2020-12-16 07:12

CP363 : Transactions

Database Concurrency is defined by the number of users who may access the database simultaneously:

single-user: at most one user can access the database - mostly restricted to PC based databases
multi-user: more than one user can access the database - 'real' databases

Transactions

A database transaction is a logical unit of database processing. It consists of a series of database access operations: insertion, deletions, selection, updating.

A transaction can be part of a user program or an interactive session.

Transactions can be read-only (selection) or updates (insertion, deletion, update).

Transactions have a clearly defined beginning and end. Example: an ATM transaction. There is an explicit login followed by a series of other transactions (deposit, withdrawl, transfer, balance) followed by an implicit logout. Each transaction must be finished before moving onto the next one.

At the physics level transactions involve a series of reads and writes to and from memory and disk. (We will worry about the physical layer in only a few special cases).

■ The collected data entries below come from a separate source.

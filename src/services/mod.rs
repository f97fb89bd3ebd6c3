//! Service layer

pub mod cover_cache;

pub use cover_cache::CoverCache;
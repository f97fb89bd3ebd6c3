//! Web handlers module
//!
//! Thin handlers that validate at the boundary and delegate to the cover cache.

pub mod covers;
pub mod health;
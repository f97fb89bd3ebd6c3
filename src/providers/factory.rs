//! Builds the configured cover provider

use reqwest::Client;
use std::sync::Arc;
use tracing::info;

use super::{CoverProvider, IgdbCoverProvider, RawgCoverProvider, TwitchTokenManager};
use crate::config::{Config, HttpClientConfig, ProviderKind};
use crate::errors::{AppError, AppResult};

/// Factory for the provider selected by `provider.kind`
pub struct ProviderFactory;

impl ProviderFactory {
    /// Shared outbound HTTP client with the configured timeouts
    pub fn http_client(config: &HttpClientConfig) -> AppResult<Client> {
        let client = Client::builder()
            .connect_timeout(config.connect_timeout)
            .timeout(config.timeout)
            .user_agent(format!(
                "{}/{}",
                env!("CARGO_PKG_NAME"),
                env!("CARGO_PKG_VERSION")
            ))
            .build()
            .map_err(|e| AppError::configuration(format!("failed to build HTTP client: {e}")))?;
        Ok(client)
    }

    pub fn create(config: &Config) -> AppResult<Arc<dyn CoverProvider>> {
        let client = Self::http_client(&config.http_client)?;
        Self::create_with_client(config, client)
    }

    pub fn create_with_client(
        config: &Config,
        client: Client,
    ) -> AppResult<Arc<dyn CoverProvider>> {
        match config.provider.kind {
            ProviderKind::Igdb => {
                let igdb = &config.provider.igdb;
                let tokens = match (&igdb.client_secret, &igdb.access_token) {
                    (Some(secret), _) => TwitchTokenManager::with_client_credentials(
                        client.clone(),
                        igdb.client_id.clone(),
                        secret.clone(),
                        igdb.token_url.clone(),
                    ),
                    (None, Some(token)) => TwitchTokenManager::with_static_token(
                        client.clone(),
                        igdb.client_id.clone(),
                        token.clone(),
                    ),
                    (None, None) => {
                        return Err(AppError::configuration(
                            "IGDB provider needs a client_secret or an access_token",
                        ));
                    }
                };

                let provider = IgdbCoverProvider::new(client, &igdb.base_url, tokens)?;
                info!("Using IGDB cover provider at {}", igdb.base_url);
                Ok(Arc::new(provider))
            }
            ProviderKind::Rawg => {
                let rawg = &config.provider.rawg;
                if rawg.api_key.trim().is_empty() {
                    return Err(AppError::configuration("RAWG provider needs an api_key"));
                }
                info!("Using RAWG cover provider at {}", rawg.base_url);
                Ok(Arc::new(RawgCoverProvider::new(
                    client,
                    rawg.base_url.clone(),
                    rawg.api_key.clone(),
                )))
            }
        }
    }
}
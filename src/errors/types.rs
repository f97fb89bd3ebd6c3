//! Error type definitions for the cover proxy

use thiserror::Error;

/// Top-level application error type
#[derive(Error, Debug)]
pub enum AppError {
    /// Validation errors
    #[error("Validation error: {message}")]
    Validation { message: String },

    /// Configuration errors
    #[error("Configuration error: {message}")]
    Configuration { message: String },

    /// Metadata provider errors
    #[error("Provider error: {0}")]
    Provider(#[from] ProviderError),
}

/// Errors raised while talking to a cover metadata provider
#[derive(Error, Debug)]
pub enum ProviderError {
    /// Non-success status from the provider
    #[error("HTTP error: {status} - {message}")]
    Http { status: u16, message: String },

    /// Transport failure (connect, timeout, TLS, body read)
    #[error("Request failed: {0}")]
    Request(#[from] reqwest::Error),

    /// Token exchange or bearer token rejected
    #[error("Authentication failed: {provider} - {message}")]
    AuthenticationFailed { provider: String, message: String },

    /// Response body did not have the expected shape
    #[error("Parse error: {provider} - {message}")]
    Parse { provider: String, message: String },

    /// Provider is missing credentials or endpoints
    #[error("Provider not configured: {message}")]
    NotConfigured { message: String },
}

impl AppError {
    /// Create a validation error with a custom message
    pub fn validation<S: Into<String>>(message: S) -> Self {
        Self::Validation {
            message: message.into(),
        }
    }

    /// Create a configuration error
    pub fn configuration<S: Into<String>>(message: S) -> Self {
        Self::Configuration {
            message: message.into(),
        }
    }
}

impl ProviderError {
    pub fn auth_failed<S: Into<String>, M: Into<String>>(provider: S, message: M) -> Self {
        Self::AuthenticationFailed {
            provider: provider.into(),
            message: message.into(),
        }
    }

    pub fn parse<S: Into<String>, M: Into<String>>(provider: S, message: M) -> Self {
        Self::Parse {
            provider: provider.into(),
            message: message.into(),
        }
    }

    pub fn not_configured<S: Into<String>>(message: S) -> Self {
        Self::NotConfigured {
            message: message.into(),
        }
    }

    /// True for a 401/403 from the provider, which invalidates any cached token
    pub fn is_unauthorized(&self) -> bool {
        matches!(self, Self::Http { status, .. } if *status == 401 || *status == 403)
            || matches!(self, Self::AuthenticationFailed { .. })
    }
}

ACID properties. Transactions are:

Atomic - all or nothing
Consistency preservation - database state is consistent at beginning and end of transaction
- database fulfills all constraints at both begining and end of transaction
Isolation - transaction acts as though it is alone, and unaffected by concurrent transactions
- solves problems of dirty reads, lost updates, etc.
Durability - results in permanent changes to database

Concurrency Problems

Lost Update

Occurs when transactions are interleaved. For account balance updates, assume that two transactions ( A and B ) are submitted simultaneously.

A	B
read( N ) N = N - i
	read( N ) N = N + k
write( N ) (this update is lost)
	write( N )

Dirty Read

A read is done on an updated item before the transaction that updated the item fails.

A	B
read( N ) N = N - i write( N )
	read( N )
failure rollback( N )

The N read by B is 'dirty data'

Incorrect Summary

When an aggregate function is applied to a number of records that are undergoing updating by another transaction

A	B
	sum = 0 sum = sum + N1 sum = sum + N2
read( N5 ) N5 = N5 - i write( N5 )	...
	sum = sum + N5 sum = sum + N6
read( N6 ) N6 = N6 - i write( N6 )

(assume reads of the appropriate values are done before each summation)

Unrepeatable Read

A value is changed between two reads, meaning that you do not get the same value twice

A	B
	read( N ) display N
read( N ) N = n - i write( N )
	read( N ) N = N + j write( N )

The update is done to the 'wrong' value of N.

Transaction States

Begin Transaction
Read
Write
End Transaction - reads and writes have ended, must choose one of next two
Commit
Rollback

System Log

Log records are kept of every transaction, including:
- Transaction ID
- write( ID, old value, new value )
- read( ID, value )
- commit( ID )
- rollback( ID )
- checkpoint (more later) - when DBMS buffers are written to disk
allows for UNDO or REDO of information
reads are not necessarily always recorded (useful for auditing)
logs are kept on disk, and in case of a system crash only transactions written to disk with commit records are considered committed. All others are rolled back.
transaction log entries may interleave, if appropriate

Types of Failures

System Failures

database server is halted abnormally
SQL commands are halted abnormally
connections to clients are broken
memory buffers are lost
database files are not damaged with these failures

Media Failures

database files are damaged
may cause system failure

Log may recover from:

system failure - determines active transactions when failure occurred, and undo uncommitted updates. Recreates lost committed updates.
media failure - redo committed transactions lost since most recent backup
aborted transaction - undo updates done by a rolled back transaction

Logs are scanned from tail to head to create a list of committed transactions, and then from head to tail to commit those transactions.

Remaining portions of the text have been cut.